NEW YORK, NY - AUGUST 10: Joel Pineiro #35 of the Los Angeles Angels of Anaheim delivers a pitch against the New York Yankees on August 10, 2011 at Yankee Stadium in the Bronx borough of New York City. (Photo by Mike Stobe/Getty Images)
The idea of creating wRA (weighted Runs Allowed, based off of wRC, weighted Runs Created, the linear weights based stat used for evaluating hitters) started after seeing a debate on Twitter about the Ottoneu scoring system. Regardless of how well you do it, the ultimate goal of pitching is to record outs, obviously, doing it well is better, but even "eating up innings" as the phrase goes, has some value. The argument of solely using batters faced didn't make logical sense to me, as it only punishes the pitcher for facing more batters, even if the pitcher faces the minimum 3 batters per inning.
The scoring system in Ottoneu, for those who don't know, is based on work by Merry, using the FIP (fielding independent pitching) constants and innings pitched. When I thought about the idea of only using batters faced, I had the idea of "What would happen if a pitcher pitched a perfect game, but didn't record a strikeout?" Francisco Liriano's 6 walk, 2 strikeout no-hitter earlier this season comes to mind as a slightly less extreme example of this situation.

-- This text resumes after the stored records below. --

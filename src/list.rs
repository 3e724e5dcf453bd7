// src/list.rs

//! Compact relation lists
//!
//! A relation list is a small set of indices hanging off a record, such as
//! the properties of a package. The common single-element case is stored
//! inline in the record's list head; anything else is a run of consecutive
//! entries in a shared pool, terminated by a flag on the last entry.

use crate::array::{Record, RecordArray};
use byteorder::{ByteOrder, LittleEndian};

/// Largest index or pool position a packed 24-bit field can hold
pub const MAX_INDEX: u32 = 0x00FF_FFFF;

/// Flag marking an inline head, and the last entry of a pool run
const LIST_TERMINATOR: u32 = 0x80;

/// Payload of the empty head
const EMPTY_PAYLOAD: u32 = MAX_INDEX;

/// Head of a relation list, decoded from its packed on-disk word
#[derive(Debug, Clone, Copy, PartialEq, Eq, Default)]
pub enum RelationList {
    #[default]
    Empty,
    /// Exactly one element, stored in the head itself
    Inline(u32),
    /// Pool position of the first entry of a terminated run
    Indirect(u32),
}

impl RelationList {
    /// Decode a packed `payload:24 | flags:8` head word
    pub fn decode(word: u32) -> Self {
        let payload = word & MAX_INDEX;
        let flags = word >> 24;

        if flags == LIST_TERMINATOR {
            RelationList::Inline(payload)
        } else if payload == EMPTY_PAYLOAD {
            RelationList::Empty
        } else {
            RelationList::Indirect(payload)
        }
    }

    pub fn encode(self) -> u32 {
        match self {
            RelationList::Empty => EMPTY_PAYLOAD,
            RelationList::Inline(index) => pack(index, LIST_TERMINATOR),
            RelationList::Indirect(ptr) => pack(ptr, 0),
        }
    }

    /// Point the head at an existing run starting at pool position `ptr`
    pub fn with_ptr(ptr: u32) -> Self {
        RelationList::Indirect(ptr)
    }

    /// Commit `items` as a new list.
    ///
    /// No items gives the empty list and a single item is stored inline
    /// unless `force_indirect` is set; otherwise the items are appended to
    /// `pool` as a terminated run.
    pub fn from_items(pool: &mut RecordArray<ListEntry>, items: &[u32], force_indirect: bool) -> Self {
        match items {
            [] => RelationList::Empty,
            [single] if !force_indirect => RelationList::Inline(checked(*single)),
            _ => {
                let ptr = checked(pool.len() as u32);
                let last = items.len() - 1;
                for (i, &item) in items.iter().enumerate() {
                    pool.push(&ListEntry {
                        data: checked(item),
                        last: i == last,
                    });
                }
                RelationList::Indirect(ptr)
            }
        }
    }

    pub fn is_empty(self) -> bool {
        self == RelationList::Empty
    }

    /// Iterate the elements, in insertion order
    pub fn iter(self, pool: &RecordArray<ListEntry>) -> ListIter<'_> {
        let state = match self {
            RelationList::Empty => IterState::Done,
            RelationList::Inline(index) => IterState::Inline(index),
            RelationList::Indirect(ptr) => IterState::Pool(ptr),
        };
        ListIter { pool, state }
    }

    /// Rewrite an inline element through `map`. Indirect runs are rewritten
    /// by [`remap_pool`].
    pub fn remap(&mut self, map: &[u32]) {
        if let RelationList::Inline(index) = self {
            *index = map[*index as usize];
        }
    }
}

/// One slot of a relation pool
#[derive(Debug, Clone, Copy, PartialEq, Eq)]
pub struct ListEntry {
    pub data: u32,
    /// Set on the final entry of a run
    pub last: bool,
}

impl Record for ListEntry {
    const SIZE: usize = 4;

    fn decode(bytes: &[u8]) -> Self {
        let word = LittleEndian::read_u32(bytes);
        ListEntry {
            data: word & MAX_INDEX,
            last: (word >> 24) & LIST_TERMINATOR != 0,
        }
    }

    fn encode(&self, out: &mut [u8]) {
        let flags = if self.last { LIST_TERMINATOR } else { 0 };
        LittleEndian::write_u32(out, pack(self.data, flags));
    }
}

/// Iterator over a relation list
pub struct ListIter<'a> {
    pool: &'a RecordArray<ListEntry>,
    state: IterState,
}

enum IterState {
    Inline(u32),
    Pool(u32),
    Done,
}

impl Iterator for ListIter<'_> {
    type Item = u32;

    fn next(&mut self) -> Option<u32> {
        match self.state {
            IterState::Done => None,
            IterState::Inline(index) => {
                self.state = IterState::Done;
                Some(index)
            }
            IterState::Pool(pos) => {
                // A pool that was not loaded (section omitted) reads as empty.
                let Some(entry) = self.pool.get(pos) else {
                    self.state = IterState::Done;
                    return None;
                };
                self.state = if entry.last {
                    IterState::Done
                } else {
                    IterState::Pool(pos + 1)
                };
                Some(entry.data)
            }
        }
    }
}

/// Rewrite every element stored in `pool` through `map`
pub fn remap_pool(pool: &mut RecordArray<ListEntry>, map: &[u32]) {
    for pos in 0..pool.len() as u32 {
        if let Some(mut entry) = pool.get(pos) {
            entry.data = checked(map[entry.data as usize]);
            pool.set(pos, &entry);
        }
    }
}

/// Sort the elements of every run in `pool` in place. Run boundaries and
/// terminator flags stay where they are.
pub fn sort_runs(pool: &mut RecordArray<ListEntry>) {
    let mut run = Vec::new();
    for pos in 0..pool.len() as u32 {
        let Some(entry) = pool.get(pos) else { break };
        run.push(entry.data);
        if entry.last {
            run.sort_unstable();
            let start = pos + 1 - run.len() as u32;
            for (i, &data) in run.iter().enumerate() {
                let last = i == run.len() - 1;
                pool.set(start + i as u32, &ListEntry { data, last });
            }
            run.clear();
        }
    }
}

pub(crate) fn pack(payload: u32, flags: u32) -> u32 {
    (payload & MAX_INDEX) | (flags << 24)
}

fn checked(value: u32) -> u32 {
    assert!(
        value < EMPTY_PAYLOAD,
        "relation index {} does not fit in 24 bits",
        value
    );
    value
}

In that proposed system, the no-strikeout perfect game would be a negative game, because the pitcher failed to record a single strikeout, and he's being penalized for facing 27 batters, but due to pitching a perfect game, at no point were his team's chances at winning hurt. A perfect game is, by it's very nature, impossible to lose. Possibly not the ideal way to go about recording a perfect game, because it's been proven repeatedly that more strikeouts are better (SIERA has done some great work on this front), but this game had significant positive value for his team, and even if the pitcher was exceptionally lucky, why should he be penalized for it?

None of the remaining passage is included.